The gorse is in bloom early this year, although what is it they say – ‘When gorse is out of bloom, kissing is out of fashion’ – is that it?
Look out for orange/brown pollen loads – along with the brighter orange from the snowdrops.
In fact, when the weather does warm up and the bees are active and bringing in that brown pollen it is worth going out to watch them working the gorse because the flower is specially designed to make best use of the bees for pollination. Enjoy the strong coconut scent of the flowers while you’re at it.

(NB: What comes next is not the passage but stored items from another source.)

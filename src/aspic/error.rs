/// Engine-level failures surfaced to callers.
///
/// Registration problems (a rule preference naming an unknown or strict
/// rule, a knowledge base preference involving an axiom) are not errors:
/// the registration is dropped and logged.
#[derive(Debug, thiserror::Error)]
pub enum AspicError {
    #[error("malformed formula: {0:?}")]
    MalformedFormula(String),
    #[error("malformed rule {label}: {text:?}")]
    MalformedRule { label: String, text: String },
    #[error("argumentation theory is not well-formed")]
    NotWellFormed,
    #[error("extension service unavailable: {0}")]
    ExtensionServiceUnavailable(String),
}
//! In-memory container backend.
//!
//! [`MemoryContainer`] keeps every object in an arena indexed by
//! [`ObjectId`], with groups holding named links into the arena. Hard links
//! are just two names for one arena slot, which is exactly the aliasing the
//! tree walker has to cope with. Containers are built through the methods
//! below or loaded from a JSON snapshot:
//!
//! ```json
//! {
//!   "filename": "sample.h5",
//!   "root": {
//!     "attrs": {"title": "demo"},
//!     "children": {
//!       "temperature": {"type": "dataset", "dtype": "<f4", "shape": [3, 4]},
//!       "raw": {"type": "group", "children": {}},
//!       "same": {"type": "hardlink", "target": "/raw"},
//!       "latest": {"type": "softlink", "target": "/raw"},
//!       "remote": {"type": "external", "file": "other.h5", "path": "/data"}
//!     }
//!   }
//! }
//! ```

use std::fs;
use std::path::Path;

use serde::Deserialize;
use serde_json::{Map, Value as Json};

use crate::container::selection::Selection;
use crate::container::value::{Array, Scalar, Value};
use crate::container::{
    join_path, normalize_path, AttributeInfo, Compression, Container, Layout, LinkKind, ObjectId,
    ObjectKind, ObjectMeta, UNLIMITED,
};
use crate::datatype::{fmt_dtype, CharacterSet, Datatype, StringSize};
use crate::error::{Error, Result};

const ROOT: usize = 0;

/// Soft links are followed at most this many times while resolving a path.
const MAX_LINK_HOPS: usize = 32;

/// Largest zero-filled selection read from a dataset with no data written.
const MAX_FILL_ELEMENTS: u64 = 1 << 24;

#[derive(Debug, Clone)]
enum Link {
    Hard(usize),
    Soft(String),
    External { file: String, path: String },
}

#[derive(Debug, Clone)]
struct StoredAttr {
    name: String,
    dtype: Datatype,
    shape: Option<Vec<u64>>,
    value: Option<Value>,
}

#[derive(Debug, Clone)]
struct DatasetNode {
    dtype: Datatype,
    shape: Option<Vec<u64>>,
    maxshape: Option<Vec<u64>>,
    layout: Layout,
    chunks: Option<Vec<u64>>,
    compression: Option<Compression>,
    data: Option<Array>,
}

#[derive(Debug, Clone)]
enum NodeBody {
    Group(Vec<(String, Link)>),
    Dataset(Box<DatasetNode>),
    Other,
}

#[derive(Debug, Clone)]
struct Node {
    body: NodeBody,
    attrs: Vec<StoredAttr>,
}

impl Node {
    const fn new(body: NodeBody) -> Self {
        Self {
            body,
            attrs: Vec::new(),
        }
    }
}

/// An arena-backed container held entirely in memory.
///
/// # Examples
///
/// ```
/// use h5glance::{Container, Datatype, MemoryContainer};
///
/// let mut file = MemoryContainer::new("sample.h5");
/// file.create_dataset("/group1/data", Datatype::float(32), &[3, 4]).unwrap();
/// file.link_hard("/alias", "/group1").unwrap();
///
/// assert_eq!(file.list_children("/").unwrap(), vec!["group1", "alias"]);
/// assert_eq!(
///     file.identity("/alias").unwrap(),
///     file.identity("/group1").unwrap()
/// );
/// ```
#[derive(Debug, Clone)]
pub struct MemoryContainer {
    filename: String,
    nodes: Vec<Node>,
}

The flowers each have a keel (lower part) and a banner (upper part). The banner is as the name suggests – a brightly coloured flag to lure insects. The keel is the boat-shaped lower part which offers itself as an insect landing pad. But all is not what it seems. The first bee to land on a freshly opened flower triggers the keel to burst apart releasing the spring-loaded reproductive paraphernalia which shoots forth like a boxing glove on a spring. The unsuspecting bee is hoisted into the air and a bunch of stamens, like a paint brush, dusts its abdomen with pollen. At the same time, the style (female bit) jabs the bee in the belly and picks up gorse pollen from a previous floral heist. In fact here’s a photo I took – click it for a close up:
They say that the bees only get pollen from the gorse but if you watch them, they battle their way past the stamens and strive to get to the very throat of the flower. I think there must be a little smear of fresh nectar down there to draw them in – not enough for a crop of course but enough to act as a lure to a poor creature that’s struggled through winter on reconstituted and regurgitated honey.
Gorse is also under threat from the strangely named ‘Heritage Bill’ which came before the Seanad in 2017. If this bill is passed then among other acts of environmental vandalism we will have to watch out lovely gorse grubbed out and burned in full March bloom.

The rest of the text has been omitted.